AUTHOR=Muller S. Marek TITLE=Carnistic Colonialism: A Rhetorical Dissection of “Bushmeat” in the 2014 Ebola Outbreak JOURNAL=Frontiers in Communication VOLUME=6 YEAR=2021 URL=https://www.frontiersin.org/journals/communication/articles/10.3389/fcomm.2021.656431 DOI=10.3389/fcomm.2021.656431 ISSN=2297-900X ABSTRACT=

This article argues that a fusion of critical animal studies and postcolonial critique affords food systems scholars a richer understanding of Western media narratives regarding a “bushmeat problem” during the 2014 Ebola outbreak.
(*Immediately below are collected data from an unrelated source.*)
//! Slack front end: Block Kit rendering, inbound payloads, the interaction dispatcher, and (with
//! the `bot` feature) request signature checks plus the HTTP endpoints Slack posts to.
//!
//! The home tab lists one resource at a time with navigation, pagination, and per-row edit and
//! delete buttons. Add and edit open modals generated from the same field schema the command-line
//! front end validates against, so both surfaces report identical field errors.

pub mod blocks;
#[cfg(feature = "bot")] pub mod server;
#[cfg(feature = "bot")] pub mod signature;
pub mod views;

mod bot;
mod payload;
mod web;

pub use bot::*;
pub use payload::*;
pub use web::*;

// self
use crate::{
	_prelude::*,
	error::{ConfigError, TransportError},
};
#[cfg(feature = "bot")] use signature::SignatureError;

/// Failures raised while talking to Slack or handling its payloads.
#[derive(Debug, ThisError)]
pub enum SlackError {
	/// A Web API method answered with `ok: false` or a non-success status.
	#[error("Slack method {method} failed: {error}.")]
	Api {
		/// Web API method name.
		method: &'static str,
		/// Slack error code.
		error: String,
	},
	/// Network failure while calling Slack.
	#[error(transparent)]
	Transport(#[from] TransportError),
	/// Missing or invalid Slack configuration.
	#[error(transparent)]
	Config(#[from] ConfigError),
	/// A body could not be encoded or decoded.
	#[error("Slack JSON could not be processed.")]
	Json(#[from] serde_json::Error),
	/// An inbound payload does not match the expected shape.
	#[error("Slack payload is malformed.")]
	Payload(#[from] serde_path_to_error::Error<serde_json::Error>),
	/// The REST API call behind an interaction failed.
	#[error(transparent)]
	Client(#[from] Error),
	/// An inbound request carried an invalid signature.
	#[cfg(feature = "bot")]
	#[error(transparent)]
	Signature(#[from] SignatureError),
}
impl SlackError {
	/// Returns `true` when the error was caused by the inbound request rather than the bot.
	pub fn is_bad_request(&self) -> bool {
		match self {
			Self::Payload(_) => true,
			#[cfg(feature = "bot")]
			Self::Signature(_) => true,
			_ => false,
		}
	}
}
To do so, I perform a rhetorical analysis of expert, journalistic, and editorial texts disseminated through outlets with high economic and/or social capital in North American and Western European countries. My analysis demonstrates three overarching themes in these texts regarding the intersections of bushmeat and Ebola, which I describe as: 1) biosecurity; 2) conservation; and 3) development. By invoking an ethic of anti-speciesism and decoloniality, I not only demonstrate the colonial logics at play in the 2014 Ebola outbreak, but also name an insidious ideology fundamental to food systems discourse in postcolonial contexts: carnistic colonialism.